// Playback state machine: single tracks, playlist traversal, repeats and
// song-completion handling on top of an AudioEngine.

pub mod playlist;
pub mod time;

pub use playlist::Playlist;

use crate::audio::{AudioEngine, PlaybackStatus};
use crate::error::{ShellError, ShellResult};
use std::path::Path;
use std::time::Duration;
use tracing::{debug, info, warn};

#[derive(Debug, Clone, Copy, PartialEq, Eq)]
pub enum PlayerState {
    Idle,
    PlayingSingle,
    PlayingPlaylist,
    Paused,
}

/// What a completion check did.
#[derive(Debug, Clone, PartialEq, Eq)]
pub enum TickOutcome {
    Nothing,
    Repeated(String),
    Advanced(String),
    Finished,
}

pub struct Player {
    engine: Box<dyn AudioEngine>,
    playlist: Playlist,
    current_track: Option<String>,
    repeats: u32,
    in_playlist: bool,
    end_threshold: Duration,
}

impl Player {
    pub fn new(engine: Box<dyn AudioEngine>, end_threshold: Duration) -> Self {
        Self {
            engine,
            playlist: Playlist::new(),
            current_track: None,
            repeats: 0,
            in_playlist: false,
            end_threshold,
        }
    }

    pub fn state(&mut self) -> PlayerState {
        match self.engine.status() {
            PlaybackStatus::Stopped => PlayerState::Idle,
            PlaybackStatus::Paused => PlayerState::Paused,
            PlaybackStatus::Playing if self.in_playlist => PlayerState::PlayingPlaylist,
            PlaybackStatus::Playing => PlayerState::PlayingSingle,
        }
    }

    pub fn current_track(&self) -> Option<&str> {
        self.current_track.as_deref()
    }

    pub fn in_playlist_mode(&self) -> bool {
        self.in_playlist
    }

    pub fn playlist(&self) -> &Playlist {
        &self.playlist
    }

    pub fn playlist_mut(&mut self) -> &mut Playlist {
        &mut self.playlist
    }

    pub fn engine(&self) -> &dyn AudioEngine {
        self.engine.as_ref()
    }

    pub fn repeats(&self) -> u32 {
        self.repeats
    }

    pub fn set_repeats(&mut self, repeats: u32) -> ShellResult<()> {
        if self.current_track.is_none() {
            return Err(ShellError::NothingPlaying);
        }
        self.repeats = repeats;
        Ok(())
    }

    fn start(&mut self, music_dir: &Path, track: &str) -> ShellResult<()> {
        self.engine.open(&music_dir.join(track))?;
        self.engine.play();
        self.current_track = Some(track.to_string());
        info!("Playing {}", track);
        Ok(())
    }

    /// Play one track outside of the playlist.
    pub fn play_track(&mut self, music_dir: &Path, track: &str) -> ShellResult<()> {
        self.start(music_dir, track)?;
        self.repeats = 0;
        self.in_playlist = false;
        Ok(())
    }

    /// Start the track under the playlist cursor and move the cursor on.
    /// Wraps to the beginning whenever the cursor sits past the end.
    pub fn playlist_advance(&mut self, music_dir: &Path) -> ShellResult<String> {
        if self.playlist.active().is_empty() {
            return Err(ShellError::PlaylistEmpty);
        }
        if self.playlist.index >= self.playlist.active().len() {
            self.playlist.index = 0;
        }
        self.in_playlist = true;
        self.repeats = 0;

        let track = self.playlist.active()[self.playlist.index].clone();
        self.playlist.index += 1;
        self.start(music_dir, &track)?;
        Ok(track)
    }

    /// Skip forward. Unlike `playlist_advance`, refuses to wrap unless the
    /// playlist is looping.
    pub fn next(&mut self, music_dir: &Path) -> ShellResult<String> {
        if !self.in_playlist {
            return Err(ShellError::NotInPlaylistMode);
        }
        if self.playlist.at_end() && !self.playlist.is_looping {
            return Err(ShellError::EndOfPlaylist);
        }
        self.playlist_advance(music_dir)
    }

    /// Go back one track. Never wraps.
    pub fn previous(&mut self, music_dir: &Path) -> ShellResult<String> {
        if !self.in_playlist {
            return Err(ShellError::NotInPlaylistMode);
        }
        if self.playlist.index <= 1 {
            return Err(ShellError::StartOfPlaylist);
        }
        self.playlist.index -= 2;
        self.playlist_advance(music_dir)
    }

    pub fn stop(&mut self) -> ShellResult<()> {
        if self.engine.status() == PlaybackStatus::Stopped {
            return Err(ShellError::NothingPlaying);
        }
        self.halt();
        Ok(())
    }

    fn halt(&mut self) {
        self.engine.stop();
        self.current_track = None;
        self.in_playlist = false;
    }

    /// Follow a song file being renamed on disk.
    pub fn rename_track(&mut self, from: &str, to: &str) {
        self.playlist.rename(from, to);
        if self.current_track.as_deref() == Some(from) {
            self.current_track = Some(to.to_string());
        }
    }

    /// Drop a song whose file is gone, stopping it if it is playing.
    pub fn forget_track(&mut self, track: &str) {
        if self.current_track.as_deref() == Some(track) {
            self.halt();
        }
        self.playlist.remove(track);
    }

    pub fn toggle_pause(&mut self) -> ShellResult<PlaybackStatus> {
        match self.engine.status() {
            PlaybackStatus::Playing => self.engine.pause(),
            PlaybackStatus::Paused => self.engine.play(),
            PlaybackStatus::Stopped => return Err(ShellError::NothingPlaying),
        }
        Ok(self.engine.status())
    }

    pub fn set_volume(&mut self, percent: f32) -> ShellResult<()> {
        if !(0.0..=100.0).contains(&percent) {
            return Err(ShellError::out_of_range("Volume", 0.0, 100.0));
        }
        self.engine.set_volume(percent);
        Ok(())
    }

    pub fn volume(&self) -> f32 {
        self.engine.volume()
    }

    /// Flip single-track looping, returning the new setting.
    pub fn toggle_loop(&mut self) -> bool {
        let looping = !self.engine.is_looping();
        self.engine.set_looping(looping);
        looping
    }

    pub fn toggle_shuffle(&mut self) -> bool {
        let shuffled = !self.playlist.is_shuffled();
        self.playlist.set_shuffled(shuffled, &mut rand::thread_rng());
        shuffled
    }

    /// Elapsed and total seconds of the loaded track.
    pub fn position(&mut self) -> ShellResult<(u64, u64)> {
        if self.engine.status() == PlaybackStatus::Stopped {
            return Err(ShellError::NothingPlaying);
        }
        Ok((
            self.engine.playing_offset().as_secs(),
            self.engine.duration().as_secs(),
        ))
    }

    /// Jump to an absolute position. Landing on or past the end stops playback.
    pub fn seek(&mut self, seconds: u64) -> ShellResult<()> {
        if self.engine.status() == PlaybackStatus::Stopped {
            return Err(ShellError::NothingPlaying);
        }
        let target = Duration::from_secs(seconds);
        let duration = self.engine.duration();
        if !duration.is_zero() && target >= duration {
            debug!("Seek to {}s is past the end, stopping", seconds);
            self.halt();
            return Ok(());
        }
        self.engine.set_playing_offset(target);
        Ok(())
    }

    pub fn forward(&mut self, seconds: u64) -> ShellResult<()> {
        let (elapsed, duration) = self.position()?;
        let target = elapsed.saturating_add(seconds);
        self.seek(if duration > 0 { target.min(duration) } else { target })
    }

    pub fn rewind(&mut self, seconds: u64) -> ShellResult<()> {
        let (elapsed, _) = self.position()?;
        self.seek(elapsed.saturating_sub(seconds))
    }

    /// Polled song-completion check. A pending repeat wins over moving the
    /// playlist on; the cursor is untouched when a track repeats.
    pub fn tick(&mut self, music_dir: &Path) -> TickOutcome {
        let Some(track) = self.current_track.clone() else {
            return TickOutcome::Nothing;
        };
        if self.engine.is_looping() {
            return TickOutcome::Nothing;
        }
        // a track that is still current but stopped ran out on its own
        let drained = match self.engine.status() {
            PlaybackStatus::Paused => return TickOutcome::Nothing,
            PlaybackStatus::Stopped => true,
            PlaybackStatus::Playing => false,
        };
        if !drained && !self.near_end() {
            return TickOutcome::Nothing;
        }

        if self.repeats > 0 {
            self.repeats -= 1;
            self.engine.set_playing_offset(Duration::ZERO);
            self.engine.play();
            debug!("Repeating {} ({} left)", track, self.repeats);
            return TickOutcome::Repeated(track);
        }

        if self.in_playlist && (!self.playlist.at_end() || self.playlist.is_looping) {
            return match self.playlist_advance(music_dir) {
                Ok(next) => TickOutcome::Advanced(next),
                Err(e) => {
                    warn!("Playlist could not advance past {}: {}", track, e);
                    self.halt();
                    TickOutcome::Finished
                }
            };
        }

        self.current_track = None;
        self.in_playlist = false;
        TickOutcome::Finished
    }

    /// Within the end threshold of a track whose length is known. Tracks the
    /// decoder can't measure only complete by draining.
    fn near_end(&self) -> bool {
        let duration = self.engine.duration();
        if duration.is_zero() {
            return false;
        }
        let offset = self.engine.playing_offset();
        !offset.is_zero() && duration.saturating_sub(offset) <= self.end_threshold
    }
}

· · · · · · ·

• _Assigned task_
In the records above, find each line with the word "index" and copy it.

• _Solution_
        if self.playlist.index >= self.playlist.active().len() {
            self.playlist.index = 0;
        let track = self.playlist.active()[self.playlist.index].clone();
        self.playlist.index += 1;
        if self.playlist.index <= 1 {
        self.playlist.index -= 2;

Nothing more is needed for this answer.